## 🕒 04c · Time-Series Workload Pattern with Ray Train  
In this notebook you tackle **New York City (NYC) taxi-demand forecasting** (2014 half-hourly counts) and scale a *sequence-to-sequence Transformer* across an Anyscale cluster using **Ray Train V2**.

### What you’ll learn & take away  
- **Ray Train V2 distributed loops** – wrap a PyTorch Transformer in `TorchTrainer` and run it across 8 GPUs with a *single* `ScalingConfig` line.  
- **Fault-tolerant checkpointing on Anyscale** – recover seamlessly from pre-emptions or node failures with automatic epoch-level checkpoints.  
- **Remote GPU inference from checkpoints** – spin up transient GPU actors for batch forecasts without redeploying the whole trainer.  
By the end you know exactly how to take a single-node notebook forecast and scale it—data, training, and inference—on any Anyscale cluster.  

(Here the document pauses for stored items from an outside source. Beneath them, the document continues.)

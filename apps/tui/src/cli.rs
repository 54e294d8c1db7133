use crate::domain::{LocalEvent, PredictionTime};
use crate::selection::parse_picker_date;
use crate::variant::Variant;
use chrono::NaiveDate;
use clap::{CommandFactory, Parser};

#[derive(Debug, Parser)]
#[command(name = "traffic-dashboard", version, about = "Traffic prediction dashboard")]
pub struct CliArgs {
    /// Run one expert prediction and print the result
    #[arg(long)]
    pub headless: bool,

    /// Print the headless result as JSON
    #[arg(long)]
    pub json: bool,

    /// Enable debug logging
    #[arg(long)]
    pub debug: bool,

    /// Override the prediction service URL
    #[arg(long = "api-url", value_name = "URL")]
    pub api_url: Option<String>,

    /// Override database path
    #[arg(long, value_name = "PATH")]
    pub db: Option<String>,

    /// Override the log file path
    #[arg(long = "log-file", value_name = "PATH")]
    pub log_file: Option<String>,

    /// Choose and remember the prediction model
    #[arg(long, value_name = "NAME", value_parser = parse_variant)]
    pub model: Option<Variant>,

    /// Latitude of the location to predict for
    #[arg(long, allow_negative_numbers = true, requires = "lng")]
    pub lat: Option<f64>,

    /// Longitude of the location to predict for
    #[arg(long, allow_negative_numbers = true, requires = "lat")]
    pub lng: Option<f64>,

    /// Prediction horizon ("Next Hour" or "Next 3 Hours")
    #[arg(long, value_parser = parse_time)]
    pub time: Option<PredictionTime>,

    /// Local event for the context-aware model
    #[arg(long, value_parser = parse_event)]
    pub event: Option<LocalEvent>,

    /// Day to forecast, YYYY-MM-DD
    #[arg(long, value_parser = parse_date)]
    pub date: Option<NaiveDate>,
}

fn parse_variant(value: &str) -> Result<Variant, String> {
    Variant::parse(value).ok_or_else(|| {
        let names: Vec<&str> = Variant::ALL.iter().map(|v| v.as_str()).collect();
        format!("unknown model {value:?}, expected one of {}", names.join(", "))
    })
}

fn parse_time(value: &str) -> Result<PredictionTime, String> {
    PredictionTime::parse(value).ok_or_else(|| format!("unknown prediction time {value:?}"))
}

fn parse_event(value: &str) -> Result<LocalEvent, String> {
    LocalEvent::parse(value).ok_or_else(|| format!("unknown event {value:?}"))
}

fn parse_date(value: &str) -> Result<NaiveDate, String> {
    parse_picker_date(value).ok_or_else(|| format!("{value:?} is not a YYYY-MM-DD date"))
}

impl CliArgs {
    pub fn apply_env_overrides(&self) {
        if let Some(url) = &self.api_url {
            std::env::set_var("PREDICTION_API_URL", url);
        }
        if let Some(db) = &self.db {
            std::env::set_var("DATABASE_NAME", db);
        }
        if let Some(path) = &self.log_file {
            std::env::set_var("LOG_FILE", path);
        }
        if self.debug {
            std::env::set_var("DEBUG", "1");
        }
    }

    pub fn help_text() -> String {
        let mut command = Self::command();
        let mut buffer = Vec::new();
        command.write_help(&mut buffer).ok();
        String::from_utf8_lossy(&buffer).to_string()
    }
}

#[cfg(test)]
mod tests {
    use super::*;

    #[test]
    fn headless_flags_parse_into_domain_types() {
        let args = CliArgs::try_parse_from([
            "traffic-dashboard",
            "--headless",
            "--model",
            "catboost",
            "--lat",
            "12.95",
            "--lng",
            "77.55",
            "--event",
            "vip",
            "--time",
            "next hour",
        ])
        .unwrap_or_else(|e| panic!("{e}"));

        assert!(args.headless);
        assert_eq!(args.model, Some(Variant::Catboost));
        assert_eq!(args.event, Some(LocalEvent::VipMovement));
        assert_eq!(args.time, Some(PredictionTime::NextHour));
        assert_eq!(args.lat, Some(12.95));
    }

    #[test]
    fn bad_values_are_rejected() {
        assert!(CliArgs::try_parse_from(["traffic-dashboard", "--model", "svm"]).is_err());
        assert!(CliArgs::try_parse_from(["traffic-dashboard", "--date", "14/03/2025"]).is_err());
        assert!(CliArgs::try_parse_from(["traffic-dashboard", "--lat", "12.9"]).is_err());
    }

    #[test]
    fn help_lists_the_flags() {
        let help = CliArgs::help_text();
        assert!(help.contains("--api-url"));
        assert!(help.contains("--headless"));
    }
}
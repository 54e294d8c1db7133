use color_eyre::Result;
use crossterm::event::{self, Event, KeyEventKind};
use ratatui::backend::CrosstermBackend;
use ratatui::layout::Rect;
use ratatui::Terminal;
use std::io::Stdout;
use std::sync::Arc;
use tokio::sync::mpsc::{self, UnboundedReceiver, UnboundedSender};

use crate::api::PredictionApi;
use crate::app::commands::execute;
use crate::app::{handle_input, handle_mouse, App, Reply};
use crate::ui;

/// Spawns one task per queued command; each reports back on `replies`.
pub fn dispatch_commands<A: PredictionApi>(
    app: &mut App,
    api: &Arc<A>,
    replies: &UnboundedSender<Reply>,
) {
    for command in app.take_commands() {
        log::debug!("Dispatching {command:?}");
        let api = Arc::clone(api);
        let replies = replies.clone();
        tokio::spawn(async move {
            let reply = execute(api.as_ref(), command).await;
            if replies.send(reply).is_err() {
                log::debug!("Reply dropped, event loop has exited");
            }
        });
    }
}

/// Applies every reply that has arrived without waiting for more.
pub fn drain_replies(app: &mut App, replies: &mut UnboundedReceiver<Reply>) {
    while let Ok(reply) = replies.try_recv() {
        app.handle_reply(reply);
    }
}

/// Run the main application event loop
pub async fn run<A: PredictionApi>(
    terminal: &mut Terminal<CrosstermBackend<Stdout>>,
    app: &mut App,
    api: Arc<A>,
) -> Result<()> {
    // Configure event poll timeout (ms)
    const EVENT_POLL_TIMEOUT: u64 = 50;

    let (reply_tx, mut reply_rx) = mpsc::unbounded_channel();
    let mut frame_area = Rect::default();

    loop {
        dispatch_commands(app, &api, &reply_tx);
        drain_replies(app, &mut reply_rx);
        app.update();

        match terminal.draw(|f| ui::ui(app, f)) {
            Ok(completed) => frame_area = completed.area,
            Err(e) => return Err(color_eyre::eyre::eyre!("Terminal draw error: {e}")),
        }

        if matches!(
            event::poll(std::time::Duration::from_millis(EVENT_POLL_TIMEOUT)),
            Ok(true)
        ) {
            match event::read() {
                Ok(Event::Key(key)) if key.kind == KeyEventKind::Press => {
                    handle_input(app, key.code).await;
                    if !app.running {
                        break;
                    }
                }
                Ok(Event::Mouse(mouse)) => handle_mouse(app, mouse, frame_area),
                Ok(Event::Resize(_, _)) => {
                    // Redrawn on the next pass
                }
                Ok(_) => {}
                Err(e) => log::warn!("Failed to read terminal event: {e}"),
            }
        }
    }

    log::info!("Event loop finished");
    Ok(())
}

### 🔢 What problem are you solving? (NYC Taxi Demand Forecasting with a Transformer)

YOu want to predict the **next 24 hours (48 half-hour slots)** of taxi pickups in NYC, given one week of historical demand.  
Accurate short-term forecasts help ride-hailing fleets, traffic planners, and dynamic pricing engines allocate resources efficiently.

---

### What's a Sequence-to-Sequence Transformer?

A **Transformer** models the joint distribution of a sequence by stacking self-attention layers that capture long-range dependencies without recurrence.  
Your architecture learns a function  

$$
f_\theta : \underbrace{\mathbb{R}^{T\times 1}}_{\text{past}} \;\longrightarrow\; \underbrace{\mathbb{R}^{F}}_{\text{future}}
$$

where $T=168$ half-hours (one week) and $F=48$.  
During training you use **teacher forcing**, feeding the shifted ground truth to the decoder, so the model can focus on learning residual patterns rather than inventing an initial context.

---

### 🧭 How you Migrate This Time-Series Workload to a Distributed Multi-Node Setup using Ray on Anyscale
This tutorial walks through the end-to-end process of **migrating a single-GPU PyTorch forecasting pipeline to a distributed Ray cluster running on Anyscale**.

Here’s how you make that transition:

1. **Local CSV → Shared Parquet**  
   Download the NYC Taxi dataset as a CSV, resample it to 30-minute intervals, normalize the values, and save it as **Parquet shards** in a shared filesystem (`/mnt/cluster_storage`) — the default storage for Anyscale clusters.

2. **Single-loop preprocessing → Sliding window generation for Distributed Data Parallel (DDP)**  
   Create overlapping input/output windows (past → future) to train a forecasting model. While this preprocessing is local and sequential here, it mirrors pipelines that parallelize with **Ray Data** in large-scale settings. (See other tutorials in this module that incorporate Ray Data for reference)

3. **Vanilla PyTorch → Distributed Ray Train**  
   Define a `train_loop_per_worker()` function and use **Ray Train** to launch **8 GPU workers** across the cluster. Each worker loads its own Parquet shard, trains independently under Distributed Data Parallel (DDP), and reports live metrics.

4. **Manual device logic → Scalable cluster orchestration**  
   Instead of managing GPUs or process groups manually, configure `ScalingConfig`, `RunConfig`, and `FailureConfig`. **Ray + Anyscale handle fault-tolerant execution across nodes.**

5. **Offline inference → Distributed forecasting with remote Ray tasks**  
   Define a `@ray.remote` forecasting function that loads a trained checkpoint and runs prediction on the latest data window. This allows **parallel, stateless inference** on any GPU in the cluster.

This pattern takes a local academic-style time-series workflow and scales it into a **cluster-resilient, fault-tolerant forecasting pipeline**, all while preserving your native PyTorch modeling code.